Assigned task. Scan the listing below. Copy each line that contains "collect".

(Data records begins)

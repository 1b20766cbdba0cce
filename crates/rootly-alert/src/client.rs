//! Rootly REST API client.

use std::fmt;
use std::sync::Arc;
use std::time::Duration;

use async_trait::async_trait;
use reqwest::Client;
use tracing::{debug, warn};

use crate::alert::NewAlert;
use crate::diagnostics::Diagnostics;
use crate::error::AlertError;
use crate::resolvers::EntityKind;

/// Base URL for the Rootly API.
pub const API_BASE_URL: &str = "https://api.rootly.com";

/// Content type Rootly expects on JSON:API request bodies.
pub const JSON_API_CONTENT_TYPE: &str = "application/vnd.api+json";

/// Default timeout for API requests.
const DEFAULT_TIMEOUT_SECS: u64 = 30;

/// Operations the alert action needs from Rootly.
///
/// Both operations absorb soft failures: they report through the client's
/// diagnostics and return an empty identifier instead of an error.
#[async_trait]
pub trait RootlyApi: Send + Sync {
    /// Resolve a display name of `kind` to its identifier, or `""`.
    async fn resolve_id(&self, kind: EntityKind, name: &str) -> String;

    /// Create an alert and return its identifier, or `""`.
    async fn create_alert(&self, alert: &NewAlert) -> String;
}

/// Authenticated Rootly API client.
#[derive(Clone)]
pub struct RootlyClient {
    /// HTTP client.
    client: Client,
    /// Bearer token.
    api_key: String,
    /// Scheme and host, without a trailing slash.
    base_url: String,
    /// Sink for not-found and transport diagnostics.
    diagnostics: Arc<dyn Diagnostics>,
}

impl RootlyClient {
    /// Create a client against the public Rootly API.
    ///
    /// # Errors
    /// Returns error if the API key is blank or the HTTP client cannot be created.
    pub fn new(
        api_key: impl Into<String>,
        diagnostics: Arc<dyn Diagnostics>,
    ) -> Result<Self, AlertError> {
        Self::with_base_url(API_BASE_URL, api_key, diagnostics)
    }

    /// Create a client against a specific API host.
    ///
    /// # Errors
    /// Returns error if the API key is blank or the HTTP client cannot be created.
    pub fn with_base_url(
        base_url: impl Into<String>,
        api_key: impl Into<String>,
        diagnostics: Arc<dyn Diagnostics>,
    ) -> Result<Self, AlertError> {
        let api_key = api_key.into();
        if api_key.trim().is_empty() {
            return Err(AlertError::Config("api_key is required".to_string()));
        }

        let client = Client::builder()
            .timeout(Duration::from_secs(DEFAULT_TIMEOUT_SECS))
            .build()?;

        Ok(Self {
            client,
            api_key,
            base_url: base_url.into().trim_end_matches('/').to_string(),
            diagnostics,
        })
    }

    /// API host this client talks to.
    #[must_use]
    pub fn base_url(&self) -> &str {
        &self.base_url
    }

    /// Diagnostics sink used for soft failures.
    #[must_use]
    pub fn diagnostics(&self) -> &dyn Diagnostics {
        self.diagnostics.as_ref()
    }

    /// Make an authenticated GET request. `path` already carries its query.
    pub(crate) async fn get<T: serde::de::DeserializeOwned>(
        &self,
        path: &str,
    ) -> Result<T, AlertError> {
        let url = format!("{}{path}", self.base_url);
        debug!(url = %url, "GET request");

        let response = self
            .client
            .get(&url)
            .header("Authorization", format!("Bearer {}", self.api_key))
            .send()
            .await?;

        Self::handle_response(response).await
    }

    /// Make an authenticated POST request with a pre-serialized JSON:API body.
    pub(crate) async fn post<T: serde::de::DeserializeOwned>(
        &self,
        path: &str,
        body: String,
    ) -> Result<T, AlertError> {
        let url = format!("{}{path}", self.base_url);
        debug!(url = %url, "POST request");

        let response = self
            .client
            .post(&url)
            .header("Authorization", format!("Bearer {}", self.api_key))
            .header("Content-Type", JSON_API_CONTENT_TYPE)
            .body(body)
            .send()
            .await?;

        Self::handle_response(response).await
    }

    /// Handle API response, parsing JSON or error.
    async fn handle_response<T: serde::de::DeserializeOwned>(
        response: reqwest::Response,
    ) -> Result<T, AlertError> {
        let status = response.status();
        let text = response.text().await?;

        if status.is_success() {
            serde_json::from_str(&text).map_err(|e| {
                warn!(error = %e, body = %text, "Failed to parse response");
                AlertError::Serialization(e)
            })
        } else {
            debug!(status = status.as_u16(), body = %text, "API error response");
            Err(AlertError::Api {
                status: status.as_u16(),
                message: status.canonical_reason().unwrap_or_default().to_string(),
            })
        }
    }
}

#[async_trait]
impl RootlyApi for RootlyClient {
    async fn resolve_id(&self, kind: EntityKind, name: &str) -> String {
        RootlyClient::resolve_id(self, kind, name).await
    }

    async fn create_alert(&self, alert: &NewAlert) -> String {
        RootlyClient::create_alert(self, alert).await
    }
}

impl fmt::Debug for RootlyClient {
    fn fmt(&self, f: &mut fmt::Formatter<'_>) -> fmt::Result {
        f.debug_struct("RootlyClient")
            .field("base_url", &self.base_url)
            .field("api_key_len", &self.api_key.len())
            .finish_non_exhaustive()
    }
}

#[cfg(test)]
mod tests {
    use super::*;
    use crate::diagnostics::RecordingDiagnostics;

    #[test]
    fn test_rejects_blank_api_key() {
        let result = RootlyClient::new("  ", Arc::new(RecordingDiagnostics::new()));
        assert!(matches!(result, Err(AlertError::Config(_))));
    }

    #[test]
    fn test_trims_trailing_slash() {
        let client = RootlyClient::with_base_url(
            "http://localhost:8080/",
            "key",
            Arc::new(RecordingDiagnostics::new()),
        )
        .unwrap();
        assert_eq!(client.base_url(), "http://localhost:8080");
    }

    #[test]
    fn test_debug_hides_api_key() {
        let client =
            RootlyClient::new("secret-token", Arc::new(RecordingDiagnostics::new())).unwrap();
        let rendered = format!("{client:?}");
        assert!(!rendered.contains("secret-token"));
        assert!(rendered.contains("api_key_len: 12"));
    }
}
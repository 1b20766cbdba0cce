//! Notification target resolution.

mod common;

use common::{FakeApi, MISSING};
use rootly_alert::{AlertError, EntityKind, NotificationTarget, TargetKind};

fn casings(tag: &str) -> [String; 4] {
    let alternating = tag
        .chars()
        .enumerate()
        .map(|(i, c)| {
            if i % 2 == 0 {
                c.to_ascii_uppercase()
            } else {
                c.to_ascii_lowercase()
            }
        })
        .collect();
    [
        tag.to_string(),
        tag.to_lowercase(),
        tag.to_uppercase(),
        alternating,
    ]
}

#[tokio::test]
async fn test_resolves_every_kind_in_every_casing() {
    let api = FakeApi::default();
    for kind in TargetKind::ALL {
        for tag in casings(kind.as_str()) {
            let target = NotificationTarget::resolve(&api, &tag, "target-name")
                .await
                .unwrap();
            assert_eq!(target.type_label(), kind.as_str(), "{tag}");
            assert_eq!(target.id, FakeApi::id_for(kind.entity()), "{tag}");
        }
    }

    let lookups = api.lookups();
    assert_eq!(lookups.len(), 16);
    assert!(lookups.iter().all(|(_, name)| name == "target-name"));
}

#[tokio::test]
async fn test_dispatches_to_matching_lookup() {
    let api = FakeApi::default();
    NotificationTarget::resolve(&api, "escalationpolicy", "primary").await.unwrap();
    NotificationTarget::resolve(&api, "group", "infra").await.unwrap();

    assert_eq!(
        api.lookups(),
        vec![
            (EntityKind::EscalationPolicy, "primary".to_string()),
            (EntityKind::Group, "infra".to_string()),
        ]
    );
}

#[tokio::test]
async fn test_rejects_empty_or_unknown_type() {
    let api = FakeApi::default();
    for tag in ["", "invalid", "team"] {
        let err = NotificationTarget::resolve(&api, tag, "someone")
            .await
            .unwrap_err();
        assert!(matches!(err, AlertError::InvalidTargetType));
        assert_eq!(err.to_string(), "Invalid notification target type");
    }
    assert!(api.lookups().is_empty());
}

#[tokio::test]
async fn test_unresolved_name_keeps_kind() {
    let api = FakeApi::default();
    let target = NotificationTarget::resolve(&api, "User", MISSING).await.unwrap();
    assert_eq!(target.id, "");
    assert_eq!(target.kind, Some(TargetKind::User));
    assert!(!target.is_empty());
}

#[tokio::test]
async fn test_with_resolved_id_uses_stored_kind() {
    let api = FakeApi::default();
    let stored = NotificationTarget::new(TargetKind::Service, "old-id");

    let updated = stored.with_resolved_id(&api, "checkout").await.unwrap();
    assert_eq!(updated, NotificationTarget::new(TargetKind::Service, "service-789"));
    assert_eq!(stored.id, "old-id");
    assert_eq!(api.lookups(), vec![(EntityKind::Service, "checkout".to_string())]);
}

#[tokio::test]
async fn test_with_resolved_id_dispatches_every_kind() {
    let api = FakeApi::default();
    for kind in TargetKind::ALL {
        let stored = NotificationTarget::new(kind, "stale-id");
        let updated = stored.with_resolved_id(&api, "on-call").await.unwrap();
        assert_eq!(updated, NotificationTarget::new(kind, FakeApi::id_for(kind.entity())));
    }

    let kinds: Vec<EntityKind> = api.lookups().into_iter().map(|(kind, _)| kind).collect();
    assert_eq!(
        kinds,
        TargetKind::ALL.iter().map(|kind| kind.entity()).collect::<Vec<_>>()
    );
}

#[tokio::test]
async fn test_with_resolved_id_requires_kind() {
    let api = FakeApi::default();
    let err = NotificationTarget::empty()
        .with_resolved_id(&api, "someone")
        .await
        .unwrap_err();
    assert_eq!(err.to_string(), "Invalid notification target type");
    assert!(api.lookups().is_empty());
}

(Data records ends)

Solution to the problem.
        .collect();
    let kinds: Vec<EntityKind> = api.lookups().into_iter().map(|(kind, _)| kind).collect();
        TargetKind::ALL.iter().map(|kind| kind.entity()).collect::<Vec<_>>()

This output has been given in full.